Message-oriented data-interchange format.

Overview

You can get most of the way to understanding Interface Script if you think of it as being like CSV, but able to support more dimensions.

Example of an Interface Script stream,

# assert the message vectors
i person name age
i org name

# messages
person Jane 34
person Steve 33
org "Piccadilly Steamship Company"
org "Victoria Square Consulting"

The header lines start with 'i'. That is short for 'interface'. It declares the types of message that the sender things is can send.

The receiver should check that this matches its own assumptions.

The remaining lines are messages of those forms.

Key idea: Interface Assertions, Pereto Principle

Interface Assertion address the most common source of bugs seen in message interchange: field mismatch. (This is often caused by version misalignment.)

When there are different assumptions between the sender and receiver, the receiver will fail-fast.
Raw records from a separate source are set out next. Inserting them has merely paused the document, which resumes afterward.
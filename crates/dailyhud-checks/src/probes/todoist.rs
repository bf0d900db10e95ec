//! Todoist: tasks due today and overdue

use chrono::{DateTime, Local, NaiveDate, NaiveDateTime};
use dailyhud_core::{CheckResult, Probe, ProbeContext, Result};
use serde_json::Value;
use tracing::debug;

use crate::http::{self, HttpError};

pub struct TodoistProbe;

impl Probe for TodoistProbe {
    fn id(&self) -> &str {
        "todoist"
    }

    fn run(&self, ctx: &ProbeContext) -> Result<Vec<CheckResult>> {
        let Some(token) = ctx.secrets.get("todoist_token") else {
            return Ok(vec![CheckResult::error(
                "todoist",
                "Todoist: No API token configured",
            )]);
        };

        let config = &ctx.config.todoist;
        let result = match fetch_tasks(&config.api_url, token) {
            Ok(tasks) => summarize(&tasks, &config.projects, Local::now().date_naive()),
            Err(HttpError::Timeout) => CheckResult::error("todoist", "Todoist: Request timed out"),
            Err(e) => CheckResult::error("todoist", format!("Todoist: API error - {}", e)),
        };

        Ok(vec![result])
    }
}

fn fetch_tasks(api_url: &str, token: &str) -> std::result::Result<Vec<Value>, HttpError> {
    let client = http::client(http::REQUEST_TIMEOUT, false)?;
    let url = format!("{}/tasks", api_url.trim_end_matches('/'));
    debug!("Fetching Todoist tasks from {}", url);

    let body = http::json_body(client.get(url).bearer_auth(token).send()?)?;
    match body {
        Value::Array(tasks) => Ok(tasks),
        _ => Err(HttpError::Decode("expected a list of tasks".to_string())),
    }
}

/// Parse a due date given as `YYYY-MM-DD`, a floating datetime or RFC 3339
fn parse_due_date(raw: &str) -> Option<NaiveDate> {
    if raw.contains('T') {
        if let Ok(dt) = DateTime::parse_from_rfc3339(raw) {
            return Some(dt.date_naive());
        }
        NaiveDateTime::parse_from_str(raw, "%Y-%m-%dT%H:%M:%S")
            .ok()
            .map(|dt| dt.date())
    } else {
        NaiveDate::parse_from_str(raw, "%Y-%m-%d").ok()
    }
}

fn project_id(task: &Value) -> Option<String> {
    match task.get("project_id")? {
        Value::String(s) => Some(s.clone()),
        Value::Number(n) => Some(n.to_string()),
        _ => None,
    }
}

struct DueTask {
    content: String,
    due_string: String,
    days_overdue: i64,
}

fn summarize(tasks: &[Value], projects: &[String], today: NaiveDate) -> CheckResult {
    let mut overdue = Vec::new();
    let mut due_today = Vec::new();

    for task in tasks {
        let Some(due) = task.get("due").filter(|d| d.is_object()) else {
            continue;
        };
        let Some(due_date) = due.get("date").and_then(Value::as_str).and_then(parse_due_date)
        else {
            continue;
        };

        if !projects.is_empty() {
            match project_id(task) {
                Some(id) if projects.contains(&id) => {}
                _ => continue,
            }
        }

        let entry = DueTask {
            content: task
                .get("content")
                .and_then(Value::as_str)
                .unwrap_or("Untitled")
                .to_string(),
            due_string: due
                .get("string")
                .and_then(Value::as_str)
                .unwrap_or_default()
                .to_string(),
            days_overdue: (today - due_date).num_days(),
        };

        if due_date < today {
            overdue.push(entry);
        } else if due_date == today {
            due_today.push(entry);
        }
    }

    if overdue.is_empty() && due_today.is_empty() {
        return CheckResult::ok("todoist", "Todoist: No tasks due today");
    }

    let mut result = if overdue.is_empty() {
        let plural = if due_today.len() == 1 { "" } else { "s" };
        CheckResult::ok(
            "todoist",
            format!("Todoist: {} task{} due today", due_today.len(), plural),
        )
    } else {
        CheckResult::warning(
            "todoist",
            format!(
                "Todoist: {} due today, {} overdue",
                due_today.len(),
                overdue.len()
            ),
        )
    };

    // stable sort keeps API order among equally overdue tasks
    overdue.sort_by(|a, b| b.days_overdue.cmp(&a.days_overdue));
    for task in &overdue {
        let unit = if task.days_overdue == 1 { "day" } else { "days" };
        result.add_detail(format!(
            "[!] Overdue ({} {}): {}",
            task.days_overdue, unit, task.content
        ));
    }

    for task in &due_today {
        let suffix = if !task.due_string.is_empty()
            && !task.due_string.to_lowercase().contains("today")
        {
            format!(" @ {}", task.due_string)
        } else {
            String::new()
        };
        result.add_detail(format!("Today: {}{}", task.content, suffix));
    }

    result
}

#[cfg(test)]
mod tests {
    use super::*;
    use dailyhud_core::{CacheStore, Config, Secrets, Status};
    use serde_json::json;

    fn today() -> NaiveDate {
        NaiveDate::from_ymd_opt(2026, 3, 10).unwrap()
    }

    #[test]
    fn test_parse_due_date_formats() {
        let expected = NaiveDate::from_ymd_opt(2026, 3, 10);
        assert_eq!(parse_due_date("2026-03-10"), expected);
        assert_eq!(parse_due_date("2026-03-10T09:00:00"), expected);
        assert_eq!(parse_due_date("2026-03-10T09:00:00Z"), expected);
        assert_eq!(parse_due_date("next week"), None);
    }

    #[test]
    fn test_no_tasks_due() {
        let tasks = vec![
            json!({"content": "someday"}),
            json!({"content": "later", "due": {"date": "2026-04-01"}}),
        ];
        let result = summarize(&tasks, &[], today());
        assert_eq!(result.status, Status::Ok);
        assert_eq!(result.message, "Todoist: No tasks due today");
    }

    #[test]
    fn test_overdue_sorted_first() {
        let tasks = vec![
            json!({"content": "a", "due": {"date": "2026-03-09", "string": "yesterday"}}),
            json!({"content": "b", "due": {"date": "2026-03-10", "string": "every day at 9am"}}),
            json!({"content": "c", "due": {"date": "2026-03-05"}}),
            json!({"content": "d", "due": {"date": "2026-03-10", "string": "today"}}),
        ];
        let result = summarize(&tasks, &[], today());
        assert_eq!(result.status, Status::Warning);
        assert_eq!(result.message, "Todoist: 2 due today, 2 overdue");
        assert_eq!(
            result.details,
            vec![
                "[!] Overdue (5 days): c",
                "[!] Overdue (1 day): a",
                "Today: b @ every day at 9am",
                "Today: d",
            ]
        );
    }

    #[test]
    fn test_single_task_today_and_project_filter() {
        let tasks = vec![
            json!({"content": "mine", "project_id": "42", "due": {"date": "2026-03-10"}}),
            json!({"content": "other", "project_id": "7", "due": {"date": "2026-03-10"}}),
        ];
        let result = summarize(&tasks, &["42".to_string()], today());
        assert_eq!(result.status, Status::Ok);
        assert_eq!(result.message, "Todoist: 1 task due today");
        assert_eq!(result.details, vec!["Today: mine"]);
    }

    #[test]
    fn test_missing_token() {
        let ctx = ProbeContext::new(Config::default(), Secrets::new(), CacheStore::disabled());
        let results = TodoistProbe.run(&ctx).unwrap();
        assert_eq!(results[0].status, Status::Error);
        assert_eq!(results[0].message, "Todoist: No API token configured");
    }

    #[test]
    fn test_api_error_reported() {
        let mut server = mockito::Server::new();
        let _m = server
            .mock("GET", "/tasks")
            .match_header("authorization", "Bearer tok")
            .with_status(500)
            .create();

        let mut config = Config::default();
        config.todoist.api_url = server.url();
        let mut secrets = Secrets::new();
        secrets.insert("todoist_token", Some("tok".to_string()));
        let ctx = ProbeContext::new(config, secrets, CacheStore::disabled());

        let results = TodoistProbe.run(&ctx).unwrap();
        assert_eq!(results[0].status, Status::Error);
        assert_eq!(results[0].message, "Todoist: API error - HTTP 500");
    }

    #[test]
    fn test_fetch_and_summarize() {
        let mut server = mockito::Server::new();
        let _m = server
            .mock("GET", "/tasks")
            .with_header("content-type", "application/json")
            .with_body(r#"[{"content": "x"}]"#)
            .create();

        let mut config = Config::default();
        config.todoist.api_url = server.url();
        let mut secrets = Secrets::new();
        secrets.insert("todoist_token", Some("tok".to_string()));
        let ctx = ProbeContext::new(config, secrets, CacheStore::disabled());

        let results = TodoistProbe.run(&ctx).unwrap();
        assert_eq!(results[0].message, "Todoist: No tasks due today");
    }
}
Key idea: All fields are sent as string

This format forces the receiver to parse away from strings for all fields. For this reason, it should be more robust in practice than interchange formats which have unenforced typing. (e.g. think of a time when you have received NaN in a JSON message, and struggled to work out what was doing on.)

Quite useful for

Configuration files.

Files being sent between systems.

Flexible, easy-to-implement network protocols.

Less useful for

If you genuinely need complex tree structures, it's a struggle with Interface Script. In that case, you probably need a document-oriented data interchange format like XML. (Modest nesting is practical in IS - see the heading Nesting below.)

Setup

python3 -B -m venv venv
. venv/bin/activate
python3 -B test_is

How to use

Producer

Write strings. The format is simple enough that it does not need a library.

Receiver

Here is an example of how you would receive the message format defined above. Note that we use reflection against the handler. For each message name, you need a method on_message_name, with fields matching the document structure.

Example parse code,

import interface_script

DATA = '''
    # assert the message vectors
    i person name age
    i org name

    # messages
    person Jane 34
    person Steve 33
    org "Piccadilly Steamship Company"
    org "Victoria Square Consulting"
'''

class Handler:

    def on_person(self, name, age):
        print("Person: %s/%s"%(name, age))

    def on_org(self, name):
        print("Org: %s"%(name))

def main():
    handler = Handler()
    ob = interface_script.InterfaceScriptParser(handler)
    ob.parse(DATA)

if __name__ == '__main__':
    main()

Details

Support for other languages

It should be easy to port.

A new consumer would take somewhere between minutes and hours to write. The line tokeniser is fiddly if you do not have a library for it. But you can find the logic you need in interface_script/parser.py.

Newlines and whitespace

Windows and unix style will work.

Whitespace is not significant: lines get stripped when they are parsed.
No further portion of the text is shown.